TASK PROMPT → Copy, from the data below, each line that has the word "quantity".

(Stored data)
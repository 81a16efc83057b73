//! Inventory balance engine
//!
//! Derives point-in-time stock from the append-only event ledger. The fold
//! is commutative: balances depend only on the event set, never on insertion
//! order. Balances are signed and never clamped; a negative balance is an
//! unresolved inconsistency the caller decides how to display.

use std::collections::BTreeMap;

use uuid::Uuid;

use crate::models::{InventoryEvent, InventoryEventType};

/// Default threshold below which a balance counts as low stock.
pub const LOW_STOCK_THRESHOLD: i64 = 50;

/// An event whose type was outside the known set. Its contribution is zero;
/// it is surfaced so callers can log rather than silently miscount.
#[derive(Debug, Clone, PartialEq, Eq)]
pub struct UnknownEventType {
    pub event_id: Uuid,
    pub event_type: String,
}

/// Balances keyed by (distributor, SKU), with any unknown-type warnings.
#[derive(Debug, Clone, Default)]
pub struct BalanceReport {
    pub balances: BTreeMap<(Uuid, Uuid), i64>,
    pub warnings: Vec<UnknownEventType>,
}

/// Balances for a single distributor, keyed by SKU alone.
#[derive(Debug, Clone, Default)]
pub struct SkuBalanceReport {
    pub balances: BTreeMap<Uuid, i64>,
    pub warnings: Vec<UnknownEventType>,
}

/// Signed stock contribution of one event: positive for IN/OPENING/RETURN,
/// negative for SENT/SOLD.
pub fn signed_delta(kind: InventoryEventType, quantity: i64) -> i64 {
    if kind.is_inbound() {
        quantity
    } else {
        -quantity
    }
}

/// Fold events into (distributor, SKU) balances (global scope).
pub fn compute_balances<'a, I>(events: I) -> BalanceReport
where
    I: IntoIterator<Item = &'a InventoryEvent>,
{
    let mut report = BalanceReport::default();
    for event in events {
        let entry = report
            .balances
            .entry((event.distributor_id, event.sku_id))
            .or_insert(0);
        match event.kind() {
            Some(kind) => *entry += signed_delta(kind, event.quantity),
            None => report.warnings.push(UnknownEventType {
                event_id: event.id,
                event_type: event.event_type.clone(),
            }),
        }
    }
    report
}

/// Fold events into per-SKU balances (single-distributor scope). The caller
/// is responsible for having restricted the event set to one distributor.
pub fn compute_sku_balances<'a, I>(events: I) -> SkuBalanceReport
where
    I: IntoIterator<Item = &'a InventoryEvent>,
{
    let mut report = SkuBalanceReport::default();
    for event in events {
        let entry = report.balances.entry(event.sku_id).or_insert(0);
        match event.kind() {
            Some(kind) => *entry += signed_delta(kind, event.quantity),
            None => report.warnings.push(UnknownEventType {
                event_id: event.id,
                event_type: event.event_type.clone(),
            }),
        }
    }
    report
}

/// The single compensating event needed to move a balance to a target.
#[derive(Debug, Clone, Copy, PartialEq, Eq)]
pub struct StockCorrection {
    pub event_type: InventoryEventType,
    pub quantity: i64,
}

/// Plan an absolute-stock correction: one IN event when raising, one SOLD
/// event when lowering, nothing when already at target. History is never
/// rewritten; the correction is always a fresh ledger entry.
pub fn plan_stock_correction(current: i64, target: i64) -> Option<StockCorrection> {
    if target == current {
        return None;
    }
    let event_type = if target > current {
        InventoryEventType::In
    } else {
        InventoryEventType::Sold
    };
    Some(StockCorrection {
        event_type,
        quantity: (target - current).abs(),
    })
}

/// Balances strictly below `threshold`, ascending by balance (key order
/// breaks ties), first `n`. Negative balances are included.
pub fn low_stock<K: Ord + Copy>(
    balances: &BTreeMap<K, i64>,
    threshold: i64,
    n: usize,
) -> Vec<(K, i64)> {
    let mut low: Vec<(K, i64)> = balances
        .iter()
        .filter(|(_, &balance)| balance < threshold)
        .map(|(&key, &balance)| (key, balance))
        .collect();
    low.sort_by(|a, b| a.1.cmp(&b.1).then(a.0.cmp(&b.0)));
    low.truncate(n);
    low
}

/// Total stock per distributor, summed across SKUs.
pub fn distributor_stock_totals(report: &BalanceReport) -> BTreeMap<Uuid, i64> {
    let mut totals = BTreeMap::new();
    for (&(distributor_id, _), &balance) in &report.balances {
        *totals.entry(distributor_id).or_insert(0) += balance;
    }
    totals
}

#[cfg(test)]
mod tests {
    use super::*;
    use chrono::Utc;

    fn event(distributor: Uuid, sku: Uuid, event_type: &str, quantity: i64) -> InventoryEvent {
        InventoryEvent {
            id: Uuid::new_v4(),
            distributor_id: distributor,
            sku_id: sku,
            event_type: event_type.to_string(),
            quantity,
            event_date: Utc::now(),
        }
    }

    #[test]
    fn balance_folds_signed_contributions() {
        let d = Uuid::new_v4();
        let s = Uuid::new_v4();
        let events = vec![
            event(d, s, "IN", 100),
            event(d, s, "SENT", 30),
            event(d, s, "SOLD", 10),
            event(d, s, "RETURN", 5),
        ];

        let report = compute_balances(&events);
        assert_eq!(report.balances.get(&(d, s)), Some(&65));
        assert!(report.warnings.is_empty());
    }

    #[test]
    fn balance_is_order_independent() {
        let d = Uuid::new_v4();
        let s = Uuid::new_v4();
        let events = vec![
            event(d, s, "OPENING", 40),
            event(d, s, "SOLD", 15),
            event(d, s, "IN", 25),
        ];
        let mut reversed = events.clone();
        reversed.reverse();

        assert_eq!(
            compute_balances(&events).balances,
            compute_balances(&reversed).balances
        );
    }

    #[test]
    fn unknown_type_contributes_zero_and_warns() {
        let d = Uuid::new_v4();
        let s = Uuid::new_v4();
        let events = vec![event(d, s, "IN", 10), event(d, s, "DAMAGED", 4)];

        let report = compute_balances(&events);
        assert_eq!(report.balances.get(&(d, s)), Some(&10));
        assert_eq!(report.warnings.len(), 1);
        assert_eq!(report.warnings[0].event_type, "DAMAGED");
    }

    #[test]
    fn balances_can_go_negative() {
        let d = Uuid::new_v4();
        let s = Uuid::new_v4();
        let report = compute_sku_balances(&[event(d, s, "SOLD", 7)]);
        assert_eq!(report.balances.get(&s), Some(&-7));
    }

    #[test]
    fn correction_plan_raises_with_in_and_lowers_with_sold() {
        assert_eq!(
            plan_stock_correction(10, 25),
            Some(StockCorrection {
                event_type: InventoryEventType::In,
                quantity: 15
            })
        );
        assert_eq!(
            plan_stock_correction(25, 10),
            Some(StockCorrection {
                event_type: InventoryEventType::Sold,
                quantity: 15
            })
        );
        assert_eq!(plan_stock_correction(25, 25), None);
    }

    #[test]
    fn correction_round_trips_to_target() {
        let d = Uuid::new_v4();
        let s = Uuid::new_v4();
        let mut events = vec![event(d, s, "IN", 30), event(d, s, "SOLD", 12)];
        let current = compute_sku_balances(&events).balances[&s];

        let target = -4;
        let correction = plan_stock_correction(current, target).unwrap();
        events.push(event(d, s, correction.event_type.as_str(), correction.quantity));

        assert_eq!(compute_sku_balances(&events).balances[&s], target);
    }

    #[test]
    fn low_stock_filters_sorts_and_truncates() {
        let s1 = Uuid::new_v4();
        let s2 = Uuid::new_v4();
        let s3 = Uuid::new_v4();
        let s4 = Uuid::new_v4();
        let balances: BTreeMap<Uuid, i64> =
            [(s1, 60), (s2, 10), (s3, -5), (s4, 49)].into_iter().collect();

        let low = low_stock(&balances, LOW_STOCK_THRESHOLD, 5);
        let picked: Vec<i64> = low.iter().map(|(_, b)| *b).collect();
        assert_eq!(picked, vec![-5, 10, 49]);
        assert_eq!(low[0].0, s3);
    }

    #[test]
    fn distributor_totals_sum_across_skus() {
        let d1 = Uuid::new_v4();
        let d2 = Uuid::new_v4();
        let s1 = Uuid::new_v4();
        let s2 = Uuid::new_v4();
        let events = vec![
            event(d1, s1, "IN", 10),
            event(d1, s2, "IN", 5),
            event(d2, s1, "SOLD", 3),
        ];

        let totals = distributor_stock_totals(&compute_balances(&events));
        assert_eq!(totals[&d1], 15);
        assert_eq!(totals[&d2], -3);
    }
}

WRITTEN REPLY →
pub fn signed_delta(kind: InventoryEventType, quantity: i64) -> i64 {
        quantity
        -quantity
            Some(kind) => *entry += signed_delta(kind, event.quantity),
            Some(kind) => *entry += signed_delta(kind, event.quantity),
    pub quantity: i64,
        quantity: (target - current).abs(),
    fn event(distributor: Uuid, sku: Uuid, event_type: &str, quantity: i64) -> InventoryEvent {
            quantity,
                quantity: 15
                quantity: 15
        events.push(event(d, s, correction.event_type.as_str(), correction.quantity));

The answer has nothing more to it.